▸ **What to work on**: Which lines to output? The line containing "config file or a" and every line after it in the data below, each copied exactly.

▸ **Records for the task**:
-=-=-

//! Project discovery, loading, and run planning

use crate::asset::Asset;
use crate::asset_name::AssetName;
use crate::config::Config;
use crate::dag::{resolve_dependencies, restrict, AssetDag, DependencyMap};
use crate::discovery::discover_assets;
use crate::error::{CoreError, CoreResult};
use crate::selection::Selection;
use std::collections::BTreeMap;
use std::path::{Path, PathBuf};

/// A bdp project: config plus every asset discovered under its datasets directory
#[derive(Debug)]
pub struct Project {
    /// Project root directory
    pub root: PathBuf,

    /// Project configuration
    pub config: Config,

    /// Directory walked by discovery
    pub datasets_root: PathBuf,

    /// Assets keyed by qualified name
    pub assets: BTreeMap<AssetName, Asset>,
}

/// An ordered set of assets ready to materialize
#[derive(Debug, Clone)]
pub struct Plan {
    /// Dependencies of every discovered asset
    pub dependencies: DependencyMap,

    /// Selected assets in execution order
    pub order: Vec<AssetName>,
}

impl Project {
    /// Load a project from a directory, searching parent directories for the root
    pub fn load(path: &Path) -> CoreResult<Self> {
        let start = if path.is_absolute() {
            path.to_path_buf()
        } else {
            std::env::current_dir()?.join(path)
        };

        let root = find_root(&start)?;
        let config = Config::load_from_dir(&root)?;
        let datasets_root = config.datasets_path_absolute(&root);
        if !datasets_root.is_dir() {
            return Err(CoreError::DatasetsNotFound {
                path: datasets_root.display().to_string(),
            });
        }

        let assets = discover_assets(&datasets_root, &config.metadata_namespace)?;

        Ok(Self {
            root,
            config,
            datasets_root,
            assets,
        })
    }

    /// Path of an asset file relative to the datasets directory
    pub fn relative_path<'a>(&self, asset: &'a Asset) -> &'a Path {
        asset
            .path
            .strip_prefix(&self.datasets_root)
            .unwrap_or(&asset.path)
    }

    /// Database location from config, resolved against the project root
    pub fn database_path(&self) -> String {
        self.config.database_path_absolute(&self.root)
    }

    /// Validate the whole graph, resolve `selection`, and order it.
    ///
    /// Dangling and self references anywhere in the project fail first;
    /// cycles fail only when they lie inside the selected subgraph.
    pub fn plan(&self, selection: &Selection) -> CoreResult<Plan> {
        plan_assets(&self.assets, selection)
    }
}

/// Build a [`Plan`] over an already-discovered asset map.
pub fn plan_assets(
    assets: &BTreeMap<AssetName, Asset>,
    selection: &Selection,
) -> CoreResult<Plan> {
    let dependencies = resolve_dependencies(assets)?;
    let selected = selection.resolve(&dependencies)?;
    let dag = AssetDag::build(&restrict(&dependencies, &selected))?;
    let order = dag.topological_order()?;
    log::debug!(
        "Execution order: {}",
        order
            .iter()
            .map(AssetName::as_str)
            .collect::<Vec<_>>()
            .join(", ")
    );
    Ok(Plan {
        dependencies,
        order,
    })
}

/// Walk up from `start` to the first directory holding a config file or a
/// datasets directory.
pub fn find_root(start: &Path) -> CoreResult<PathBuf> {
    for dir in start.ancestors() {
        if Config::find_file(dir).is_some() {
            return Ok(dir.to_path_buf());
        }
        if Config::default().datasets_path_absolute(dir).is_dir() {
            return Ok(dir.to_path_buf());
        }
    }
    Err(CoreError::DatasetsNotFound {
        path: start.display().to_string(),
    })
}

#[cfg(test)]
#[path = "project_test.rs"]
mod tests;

-=-=-

▸ **Output for this exercise**:
/// Walk up from `start` to the first directory holding a config file or a
/// datasets directory.
pub fn find_root(start: &Path) -> CoreResult<PathBuf> {
    for dir in start.ancestors() {
        if Config::find_file(dir).is_some() {
            return Ok(dir.to_path_buf());
        }
        if Config::default().datasets_path_absolute(dir).is_dir() {
            return Ok(dir.to_path_buf());
        }
    }
    Err(CoreError::DatasetsNotFound {
        path: start.display().to_string(),
    })
}

#[cfg(test)]
#[path = "project_test.rs"]
mod tests;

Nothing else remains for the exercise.